PROVIDED MATERIAL: Begin
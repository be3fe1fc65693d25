//! Análisis semántico.
//!
//! La elaboración recibe el árbol que produce [`crate::parse`] y
//! construye primero la tabla de clases ([`symbols::ClassTable`]).
//! Luego recorre cada método resolviendo identificadores a variables
//! locales o campos y verificando tipos. El árbol no se reestructura:
//! únicamente se completan sus campos de anotación, de los cuales
//! dependen ambos back ends.
//!
//! Todo error es fatal. La elaboración se detiene en el primer error
//! encontrado y no existe modo de recuperación.

use bitflags::bitflags;
use thiserror::Error;

use crate::{
    ast::{
        Access, BinOp, Call, Class, Declaration, Expr, ExprKind, Method, Program, Resolved,
        Statement, Type, Variable,
    },
    lex::Identifier,
    source::{Located, Location},
};

pub mod symbols;

use symbols::{ClassTable, MethodTable, MethodType};

pub type Semantic<T> = Result<T, Located<SemanticError>>;

#[non_exhaustive]
#[derive(Error, Debug)]
pub enum SemanticError {
    #[error("Class `{0}` is defined more than once")]
    DuplicateClass(Identifier),

    #[error("Class `{0}` already has a member named `{1}`")]
    DuplicateMember(Identifier, Identifier),

    #[error("Variable `{0}` is declared more than once in this method")]
    DuplicateVariable(Identifier),

    #[error("Symbol `{0}` is undefined")]
    UnresolvedName(Identifier),

    #[error("Type mismatch: expected `{0}`, found `{1}`")]
    TypeMismatch(Type, Type),

    #[error("Expected an object, found `{0}`")]
    ExpectedObject(Type),

    #[error("Method `{method}` takes {expected} argument(s), but {found} were supplied")]
    ArityMismatch {
        method: Identifier,
        expected: usize,
        found: usize,
    },

    #[error("Class `{0}` is part of an inheritance cycle")]
    InheritanceCycle(Identifier),

    #[error("`this` is not available inside the static main method")]
    StaticThis,
}

bitflags! {
    /// Tablas intermedias que se vuelcan al log durante elaboración.
    #[derive(Default)]
    pub struct Dump: u32 {
        const CLASS_TABLE = 1 << 0;
        const LOCALS      = 1 << 1;
        const TYPED_AST   = 1 << 2;
    }
}

/// Resultado de una elaboración exitosa.
#[derive(Debug)]
pub struct Elaborated {
    pub program: Program,
    pub classes: ClassTable,
}

impl Program {
    /// Construye la tabla de clases y anota el árbol.
    pub fn elaborate(mut self, dump: Dump) -> Semantic<Elaborated> {
        let classes = self.class_table()?;
        if dump.contains(Dump::CLASS_TABLE) {
            log::info!("class table:\n{}", classes);
        }

        annotate(&mut self, &classes, dump)?;
        Ok(Elaborated {
            program: self,
            classes,
        })
    }

    /// Construye y valida la tabla de clases de este programa.
    pub fn class_table(&self) -> Semantic<ClassTable> {
        let mut table = ClassTable::default();

        // Primera pasada: solo nombres, para admitir referencias adelantadas
        table.register_main(&self.main.name)?;
        for class in &self.classes {
            table.register(&class.name, class.extends.as_ref())?;
        }

        table.validate(|name| {
            self.classes
                .iter()
                .find(|class| class.name.as_ref() == name)
                .and_then(|class| class.extends.clone())
        })?;

        // Segunda pasada: miembros
        for class in &self.classes {
            let name = class.name.as_ref();
            for field in &class.fields {
                declared(&table, &field.of)?;
                table.add_field(name, field)?;
            }

            for method in &class.methods {
                declared(&table, &method.returns)?;
                for formal in &method.formals {
                    declared(&table, &formal.of)?;
                }

                let signature = MethodType {
                    returns: method.returns.as_ref().clone(),
                    formals: declaration_types(&method.formals).cloned().collect(),
                };

                table.add_method(name, &method.name, signature)?;
            }
        }

        log::debug!("class table built with {} classes", self.classes.len() + 1);
        Ok(table)
    }
}

/// Anota un programa contra una tabla de clases ya construida.
///
/// Todos los campos de anotación se sobrescriben, por lo cual volver
/// a anotar un árbol ya anotado produce exactamente lo mismo.
pub fn annotate(program: &mut Program, classes: &ClassTable, dump: Dump) -> Semantic<()> {
    let main = Context {
        classes,
        current: None,
        locals: MethodTable::default(),
    };

    log::debug!("elaborating main class {}", program.main.name.as_ref());
    main.statement(&mut program.main.body)?;

    for class in &mut program.classes {
        elaborate_class(class, classes, dump)?;
    }

    if dump.contains(Dump::TYPED_AST) {
        log::info!("typed AST:\n{:#?}", program);
    }

    Ok(())
}

fn elaborate_class(class: &mut Class, classes: &ClassTable, dump: Dump) -> Semantic<()> {
    log::debug!("elaborating class {}", class.name.as_ref());

    let name = class.name.as_ref();
    for method in &mut class.methods {
        let locals = method_table(method, classes)?;
        if dump.contains(Dump::LOCALS) {
            log::info!("locals of {}.{}:\n{}", name, method.name.as_ref(), locals);
        }

        let context = Context {
            classes,
            current: Some(name),
            locals,
        };

        context.method(method)?;
    }

    Ok(())
}

fn method_table(method: &Method, classes: &ClassTable) -> Semantic<MethodTable> {
    for local in &method.locals {
        declared(classes, &local.of)?;
    }

    MethodTable::new(&method.formals, &method.locals)
}

/// Un tipo declarado solo puede nombrar clases registradas.
fn declared(classes: &ClassTable, typ: &Located<Type>) -> Semantic<()> {
    match typ.as_ref() {
        Type::Class(name) if !classes.is_type(name) => Err(Located::at(
            SemanticError::UnresolvedName(name.clone()),
            typ.location().clone(),
        )),

        _ => Ok(()),
    }
}

/// Contexto de elaboración de un único método.
struct Context<'a> {
    classes: &'a ClassTable,

    /// Clase en elaboración, o `None` dentro de `main`.
    current: Option<&'a Identifier>,

    locals: MethodTable,
}

impl Context<'_> {
    fn method(&self, method: &mut Method) -> Semantic<()> {
        for statement in &mut method.body {
            self.statement(statement)?;
        }

        let found = self.expr(&mut method.result)?;
        let returns = method.returns.as_ref();
        if !self.classes.compatible(&found, returns) {
            return Err(mismatch(returns.clone(), found, &method.result));
        }

        Ok(())
    }

    fn statement(&self, statement: &mut Statement) -> Semantic<()> {
        match statement {
            Statement::Block(statements) => {
                for statement in statements {
                    self.statement(statement)?;
                }
            }

            Statement::If {
                condition,
                then,
                otherwise,
            } => {
                self.expect(condition, Type::Boolean)?;
                self.statement(then)?;
                self.statement(otherwise)?;
            }

            Statement::While { condition, body } => {
                self.expect(condition, Type::Boolean)?;
                self.statement(body)?;
            }

            Statement::Print(value) => self.expect(value, Type::Int)?,

            Statement::Assign { target, value } => {
                let expected = self.variable(target)?;
                self.expect(value, expected)?;
            }

            Statement::AssignArray {
                target,
                index,
                value,
            } => {
                let found = self.variable(target)?;
                if found != Type::IntArray {
                    return Err(Located::at(
                        SemanticError::TypeMismatch(Type::IntArray, found),
                        target.name.location().clone(),
                    ));
                }

                self.expect(index, Type::Int)?;
                self.expect(value, Type::Int)?;
            }
        }

        Ok(())
    }

    /// Elabora una expresión y exige un tipo exacto.
    fn expect(&self, expr: &mut Located<Expr>, expected: Type) -> Semantic<()> {
        let found = self.expr(expr)?;
        if found == expected {
            Ok(())
        } else {
            Err(mismatch(expected, found, expr))
        }
    }

    fn expr(&self, expr: &mut Located<Expr>) -> Semantic<Type> {
        let location = expr.location().clone();

        let typ = match &mut expr.as_mut().kind {
            ExprKind::Integer(_) => Type::Int,
            ExprKind::True | ExprKind::False => Type::Boolean,

            ExprKind::This => match self.current {
                Some(class) => Type::Class(class.clone()),
                None => return Err(Located::at(SemanticError::StaticThis, location)),
            },

            ExprKind::Read(variable) => self.variable(variable)?,

            ExprKind::Binary(lhs, op, rhs) => {
                let (operands, result) = match op {
                    BinOp::Add | BinOp::Sub | BinOp::Mul => (Type::Int, Type::Int),
                    BinOp::Less => (Type::Int, Type::Boolean),
                    BinOp::And => (Type::Boolean, Type::Boolean),
                };

                self.expect(lhs, operands.clone())?;
                self.expect(rhs, operands)?;
                result
            }

            ExprKind::Not(operand) => {
                self.expect(operand, Type::Boolean)?;
                Type::Boolean
            }

            ExprKind::Index { array, index } => {
                self.expect(array, Type::IntArray)?;
                self.expect(index, Type::Int)?;
                Type::Int
            }

            ExprKind::Length(array) => {
                self.expect(array, Type::IntArray)?;
                Type::Int
            }

            ExprKind::NewArray(length) => {
                self.expect(length, Type::Int)?;
                Type::IntArray
            }

            ExprKind::NewObject(class) => {
                if !self.classes.is_type(class.as_ref()) {
                    return Err(class.clone().map(SemanticError::UnresolvedName));
                }

                Type::Class(class.as_ref().clone())
            }

            ExprKind::Call(call) => self.call(call, location)?,
        };

        expr.as_mut().typ = Some(typ.clone());
        Ok(typ)
    }

    fn call(&self, call: &mut Call, location: Location) -> Semantic<Type> {
        let class = match self.expr(&mut call.receiver)? {
            Type::Class(class) => class,
            other => {
                return Err(Located::at(
                    SemanticError::ExpectedObject(other),
                    call.receiver.location().clone(),
                ))
            }
        };

        let signature = self
            .classes
            .resolve_method(&class, call.method.as_ref())
            .ok_or_else(|| call.method.clone().map(SemanticError::UnresolvedName))?;

        if signature.formals.len() != call.arguments.len() {
            return Err(Located::at(
                SemanticError::ArityMismatch {
                    method: call.method.as_ref().clone(),
                    expected: signature.formals.len(),
                    found: call.arguments.len(),
                },
                location,
            ));
        }

        let mut arguments = Vec::with_capacity(call.arguments.len());
        for (argument, formal) in call.arguments.iter_mut().zip(&signature.formals) {
            let found = self.expr(argument)?;
            if !self.classes.compatible(&found, formal) {
                return Err(mismatch(formal.clone(), found, argument));
            }

            arguments.push(found);
        }

        call.resolved = Some(Resolved {
            class,
            arguments,
            formals: signature.formals.clone(),
            returns: signature.returns.clone(),
        });

        Ok(signature.returns.clone())
    }

    /// Resuelve un identificador: primero como local, luego como campo.
    fn variable(&self, variable: &mut Variable) -> Semantic<Type> {
        let name = variable.name.as_ref();

        let (typ, access) = match self.locals.lookup(name) {
            Some(typ) => (typ.clone(), Access::Local),
            None => match self
                .current
                .and_then(|class| self.classes.resolve_field(class, name))
            {
                Some(typ) => (typ.clone(), Access::Field),
                None => {
                    return Err(variable
                        .name
                        .clone()
                        .map(SemanticError::UnresolvedName))
                }
            },
        };

        variable.typ = Some(typ.clone());
        variable.access = Some(access);
        Ok(typ)
    }
}

fn mismatch(expected: Type, found: Type, at: &Located<Expr>) -> Located<SemanticError> {
    Located::at(
        SemanticError::TypeMismatch(expected, found),
        at.location().clone(),
    )
}

fn declaration_types(declarations: &[Declaration]) -> impl Iterator<Item = &Type> {
    declarations.iter().map(|declaration| declaration.of.as_ref())
}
PROVIDED MATERIAL: End
AIM OF THE EXERCISE
Pull out all lines from the entries above in which the word "index" appears.

SOLUTION TO THE EXERCISE
                index,
                self.expect(index, Type::Int)?;
            ExprKind::Index { array, index } => {
                self.expect(index, Type::Int)?;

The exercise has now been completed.